Let me elaborate. The small number of you who have actually followed my blog know that autism has handicapped me in two ways. It has seriously compromised my ability to make a living. I’m likely in the Guinness Book of World Records for most jobs fired from. I have not worked in nearly ten years. I have also never had a girlfriend and my intensity and relentless negativity has been a turnoff to them. Some of you may also recall my quote of Freud’s stating that to work and to love are cornerstones of our humanity. Ergo, I have felt autism stripped me of my humanity. I’ve discovered that when this issue comes up I can predict what people will advise me to do about these problems and their general comments on these issues. I can also predict what a neurodiversity proponent will say is the reason I hate my autism so much. This must mean I have the gift of prophecy.
Multiple people have advised me to disclose my disability to perspective employers. This will solve my problems of being fired. They will say to themselves “that explains it” if I make a funny movement with my hand instead of being prejudiced against me. If I make too many careless errors, they will say “that’s all right his autism explains it” or they will make a better effort to work with me. Or that the Americans with Disabilities Act gives me the right to ask for accommodations and the employer will grant me these accommodations, they’ll work and problem solved. Ari Ne’eman has even gone so far to state that all social unpleasantries that autistic people commit in the workplace should be completely overlooked. I get fed up with explaining to them that if there is something the employer does not like about me, they are going to fire me and they won’t overlook errors and knowing I have an autism diagnosis won’t matter. Also that the Americans with Disabilities Act only gives me the right to ask for reasonable accommodations and being able to go more slowly or asking to put up with loudness and behavior they don’t like aren’t reasonable accommodations under the law.
As far as not having a girlfriend is concerned I should find someone “like myself”, a polite way of saying I’m not suited for a non-handicapped woman and “mixed marriages” are taboo. Or some unabashedly state “find an autistic girlfriend”. It does not matter that the ratio of autistic men to autistic women on the milder spectrum is 10 to 1 and at least nine out of ten guys are going to be unlucky. Actually the number is probably greater than that since “mixed marriages” between a handicapped woman and non-handicapped man aren’t as taboo. Not to mention the fact that the most desirable autistic women will have no trouble finding a non-autistic man and most of them will prefer them to the autistic man (barring extraordinary exceptions like Mike Carley and John Robison of course).

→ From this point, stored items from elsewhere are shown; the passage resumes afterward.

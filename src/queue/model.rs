//! Task data model: records, enums, and the string mapping used on disk.

use std::collections::BTreeSet;
use std::fmt;
use std::path::PathBuf;
use std::str::FromStr;

use chrono::{DateTime, Utc};
use serde::{Deserialize, Serialize};

use crate::error::QueueError;

/// Free-form metadata attached to a task.
pub type Metadata = serde_json::Map<String, serde_json::Value>;

/// Task urgency. Lower is more urgent.
#[derive(
    Debug, Clone, Copy, Default, PartialEq, Eq, PartialOrd, Ord, Hash, Serialize, Deserialize,
)]
pub enum Priority {
    P0,
    P1,
    #[default]
    P2,
    P3,
    P4,
}

impl Priority {
    pub const ALL: [Priority; 5] = [Self::P0, Self::P1, Self::P2, Self::P3, Self::P4];

    /// Numeric rank (0 = most urgent).
    pub fn rank(self) -> u8 {
        self as u8
    }
}

impl fmt::Display for Priority {
    fn fmt(&self, f: &mut fmt::Formatter<'_>) -> fmt::Result {
        write!(f, "P{}", self.rank())
    }
}

impl FromStr for Priority {
    type Err = QueueError;

    fn from_str(s: &str) -> Result<Self, Self::Err> {
        let digits = s.trim();
        let digits = digits
            .strip_prefix('P')
            .or_else(|| digits.strip_prefix('p'))
            .unwrap_or(digits);
        match digits {
            "0" => Ok(Self::P0),
            "1" => Ok(Self::P1),
            "2" => Ok(Self::P2),
            "3" => Ok(Self::P3),
            "4" => Ok(Self::P4),
            _ => Err(QueueError::validation(format!("unknown priority '{s}'"))),
        }
    }
}

/// Lifecycle status of a task.
#[derive(Debug, Clone, Copy, PartialEq, Eq, Hash, Serialize, Deserialize)]
#[serde(rename_all = "snake_case")]
pub enum TaskStatus {
    /// Created, waiting on dependencies or approval.
    Pending,
    /// Explicitly approved for dispatch.
    Ready,
    /// Dispatched to a worker.
    Running,
    /// Work succeeded, change awaits merge.
    PendingMerge,
    Complete,
    Failed,
    Cancelled,
}

impl TaskStatus {
    pub const ALL: [TaskStatus; 7] = [
        Self::Pending,
        Self::Ready,
        Self::Running,
        Self::PendingMerge,
        Self::Complete,
        Self::Failed,
        Self::Cancelled,
    ];

    /// Check if this is a terminal state.
    pub fn is_terminal(&self) -> bool {
        matches!(self, Self::Complete | Self::Failed | Self::Cancelled)
    }

    /// Check if a task in this state may be dispatched (dependencies aside).
    pub fn is_dispatchable(&self) -> bool {
        matches!(self, Self::Pending | Self::Ready)
    }

    /// Terminal states are never left or rewritten; every other move is allowed.
    pub fn can_transition_to(&self, _target: TaskStatus) -> bool {
        !self.is_terminal()
    }

    pub fn as_str(&self) -> &'static str {
        match self {
            Self::Pending => "pending",
            Self::Ready => "ready",
            Self::Running => "running",
            Self::PendingMerge => "pending_merge",
            Self::Complete => "complete",
            Self::Failed => "failed",
            Self::Cancelled => "cancelled",
        }
    }
}

impl fmt::Display for TaskStatus {
    fn fmt(&self, f: &mut fmt::Formatter<'_>) -> fmt::Result {
        f.write_str(self.as_str())
    }
}

impl FromStr for TaskStatus {
    type Err = QueueError;

    fn from_str(s: &str) -> Result<Self, Self::Err> {
        let normalized = s.trim().to_ascii_lowercase().replace('-', "_");
        Self::ALL
            .into_iter()
            .find(|status| status.as_str() == normalized)
            .ok_or_else(|| QueueError::validation(format!("unknown status '{s}'")))
    }
}

/// How a file changed during execution.
#[derive(Debug, Clone, Copy, PartialEq, Eq, Serialize, Deserialize)]
#[serde(rename_all = "snake_case")]
pub enum ChangeKind {
    Added,
    Modified,
    Deleted,
    Renamed,
}

/// A file touched by a task.
#[derive(Debug, Clone, PartialEq, Serialize, Deserialize)]
pub struct Artifact {
    /// Path relative to the workspace root.
    pub path: String,
    pub change: ChangeKind,
    /// Inline file content, when small enough to keep.
    #[serde(default, skip_serializing_if = "Option::is_none")]
    pub content: Option<String>,
}

/// Output record attached to a task when it finishes.
#[derive(Debug, Clone, Default, PartialEq, Serialize, Deserialize)]
pub struct TaskOutput {
    #[serde(default, skip_serializing_if = "Option::is_none")]
    pub summary: Option<String>,
    #[serde(default, skip_serializing_if = "Option::is_none")]
    pub text: Option<String>,
    #[serde(default, skip_serializing_if = "Option::is_none")]
    pub markdown: Option<String>,
    #[serde(default)]
    pub artifacts: Vec<Artifact>,
    /// Execution log lines.
    #[serde(default)]
    pub logs: Vec<String>,
    #[serde(default)]
    pub input_tokens: u64,
    #[serde(default)]
    pub output_tokens: u64,
    #[serde(default)]
    pub tool_calls: u64,
}

impl TaskOutput {
    /// Builder: set summary.
    pub fn with_summary(mut self, summary: impl Into<String>) -> Self {
        self.summary = Some(summary.into());
        self
    }

    /// Builder: add a log line.
    pub fn with_log(mut self, line: impl Into<String>) -> Self {
        self.logs.push(line.into());
        self
    }

    /// Builder: add an artifact.
    pub fn with_artifact(mut self, artifact: Artifact) -> Self {
        self.artifacts.push(artifact);
        self
    }
}

/// A persisted unit of work.
#[derive(Debug, Clone, PartialEq, Serialize, Deserialize)]
pub struct Task {
    /// Stable id (slug of the description plus a suffix).
    pub id: String,
    pub description: String,
    pub priority: Priority,
    pub status: TaskStatus,
    #[serde(default)]
    pub acceptance_criteria: Vec<String>,
    /// Ids of tasks that must be COMPLETE before this one is ready.
    #[serde(default)]
    pub dependencies: BTreeSet<String>,
    pub created_at: DateTime<Utc>,
    pub updated_at: DateTime<Utc>,
    #[serde(default, skip_serializing_if = "Option::is_none")]
    pub started_at: Option<DateTime<Utc>>,
    #[serde(default, skip_serializing_if = "Option::is_none")]
    pub completed_at: Option<DateTime<Utc>>,
    #[serde(default, skip_serializing_if = "Option::is_none")]
    pub workspace_path: Option<PathBuf>,
    #[serde(default, skip_serializing_if = "Option::is_none")]
    pub branch: Option<String>,
    #[serde(default, skip_serializing_if = "Option::is_none")]
    pub pr_url: Option<String>,
    #[serde(default, skip_serializing_if = "Option::is_none")]
    pub pr_number: Option<u64>,
    #[serde(default, skip_serializing_if = "Option::is_none")]
    pub confidence: Option<f64>,
    #[serde(default, skip_serializing_if = "Option::is_none")]
    pub error: Option<String>,
    #[serde(default, skip_serializing_if = "Option::is_none")]
    pub output: Option<TaskOutput>,
    #[serde(default)]
    pub metadata: Metadata,
    /// Number of times the task entered RUNNING.
    #[serde(default)]
    pub iteration: u32,
    /// Lease owner of the pass executing this task; set only while RUNNING.
    #[serde(default, skip_serializing_if = "Option::is_none")]
    pub claimed_by: Option<String>,
}

impl Task {
    pub fn is_terminal(&self) -> bool {
        self.status.is_terminal()
    }

    /// Ordering key used by every listing: priority, then age, then id.
    pub(crate) fn queue_key(&self) -> (Priority, DateTime<Utc>, &str) {
        (self.priority, self.created_at, self.id.as_str())
    }
}

/// Input to [`TaskStore::add`](super::TaskStore::add).
#[derive(Debug, Clone, Default)]
pub struct NewTask {
    pub description: String,
    pub priority: Priority,
    pub acceptance_criteria: Vec<String>,
    pub dependencies: BTreeSet<String>,
    pub metadata: Metadata,
    /// Explicit id; generated from the description when absent.
    pub id: Option<String>,
}

impl NewTask {
    /// Create a new task request with default priority.
    pub fn new(description: impl Into<String>) -> Self {
        Self {
            description: description.into(),
            ..Default::default()
        }
    }

    /// Builder: set priority.
    pub fn with_priority(mut self, priority: Priority) -> Self {
        self.priority = priority;
        self
    }

    /// Builder: add an acceptance criterion.
    pub fn with_criterion(mut self, criterion: impl Into<String>) -> Self {
        self.acceptance_criteria.push(criterion.into());
        self
    }

    /// Builder: add a dependency.
    pub fn depends_on(mut self, id: impl Into<String>) -> Self {
        self.dependencies.insert(id.into());
        self
    }

    /// Builder: set a metadata entry.
    pub fn with_metadata(mut self, key: impl Into<String>, value: serde_json::Value) -> Self {
        self.metadata.insert(key.into(), value);
        self
    }

    /// Builder: use an explicit id.
    pub fn with_id(mut self, id: impl Into<String>) -> Self {
        self.id = Some(id.into());
        self
    }
}

/// Optional fields recorded alongside a status change.
#[derive(Debug, Clone, Default)]
pub struct StatusUpdate {
    pub workspace_path: Option<PathBuf>,
    pub branch: Option<String>,
    pub pr_url: Option<String>,
    pub pr_number: Option<u64>,
    pub confidence: Option<f64>,
    pub error: Option<String>,
    pub output: Option<TaskOutput>,
    /// Lease owner claiming a RUNNING task. Ignored for other statuses.
    pub claimed_by: Option<String>,
}

impl StatusUpdate {
    /// Builder: claim the task for a lease owner.
    pub fn claimed_by(mut self, owner: impl Into<String>) -> Self {
        self.claimed_by = Some(owner.into());
        self
    }

    /// Builder: set error text.
    pub fn with_error(mut self, error: impl Into<String>) -> Self {
        self.error = Some(error.into());
        self
    }

    /// Builder: set workspace location.
    pub fn with_workspace(mut self, path: impl Into<PathBuf>, branch: Option<String>) -> Self {
        self.workspace_path = Some(path.into());
        self.branch = branch;
        self
    }
}

/// Listing filter for [`TaskStore::list`](super::TaskStore::list).
#[derive(Debug, Clone, Copy, Default)]
pub struct TaskFilter {
    pub status: Option<TaskStatus>,
    pub priority: Option<Priority>,
    pub include_terminal: bool,
}

impl TaskFilter {
    pub fn status(status: TaskStatus) -> Self {
        Self {
            status: Some(status),
            ..Default::default()
        }
    }

    pub fn all() -> Self {
        Self {
            include_terminal: true,
            ..Default::default()
        }
    }

    pub(crate) fn matches(&self, task: &Task) -> bool {
        if let Some(status) = self.status
            && task.status != status
        {
            return false;
        }
        if let Some(priority) = self.priority
            && task.priority != priority
        {
            return false;
        }
        let terminal_requested =
            self.include_terminal || self.status.is_some_and(|s| s.is_terminal());
        terminal_requested || !task.is_terminal()
    }
}

/// Task counts per status.
#[derive(Debug, Clone, Copy, Default, PartialEq, Eq, Serialize, Deserialize)]
pub struct QueueStats {
    pub total: usize,
    pub pending: usize,
    pub ready: usize,
    pub running: usize,
    pub pending_merge: usize,
    pub complete: usize,
    pub failed: usize,
    pub cancelled: usize,
}

impl QueueStats {
    pub(crate) fn record(&mut self, status: TaskStatus) {
        self.total += 1;
        match status {
            TaskStatus::Pending => self.pending += 1,
            TaskStatus::Ready => self.ready += 1,
            TaskStatus::Running => self.running += 1,
            TaskStatus::PendingMerge => self.pending_merge += 1,
            TaskStatus::Complete => self.complete += 1,
            TaskStatus::Failed => self.failed += 1,
            TaskStatus::Cancelled => self.cancelled += 1,
        }
    }

    pub fn count(&self, status: TaskStatus) -> usize {
        match status {
            TaskStatus::Pending => self.pending,
            TaskStatus::Ready => self.ready,
            TaskStatus::Running => self.running,
            TaskStatus::PendingMerge => self.pending_merge,
            TaskStatus::Complete => self.complete,
            TaskStatus::Failed => self.failed,
            TaskStatus::Cancelled => self.cancelled,
        }
    }
}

According to many neurodiversity proponents the reason I don’t believe my autism is a beautiful thing and I’m not celebrating is that I had a horrible domineering mother who taught me to hate myself. Because she wanted a “normal” child, I somehow sensed this and when I could not make her happy I ended up hating my autism. She’s been called overbearing, domineering, a witch and a shrew by at least some of these people. It has nothing to do with the fact that it prevents me from living a normal life, being able to make a living or having friends and girlfriends and I have the uncontrollable compulsion to twiddle during the day. Interestingly enough I actually lived through the Bettelheim era in the sixties where I and my parents had to hear this and castration anxiety was at least in part thought to be the etiology of my disability so it is nothing new for me.
I only wished that I’d known about this savant skill I have earlier. I would have been able to predict the weather and earthquakes and save lives. I would have been able to make a fortune playing the ponies. I would have been an expert poker player able to predict exactly what cards would fall and know what hands to play.
Perhaps it’s not too late, even at my advanced age. I could work on it and practice and develop this skill or maybe I could get TMS like John Robison did and it would stimulate the right brain areas and then I could actually bring out this latent ability.
Well, in spite of all the hardships that autism has caused me I guess I can take solace in the fact that I have the gift of prophecy.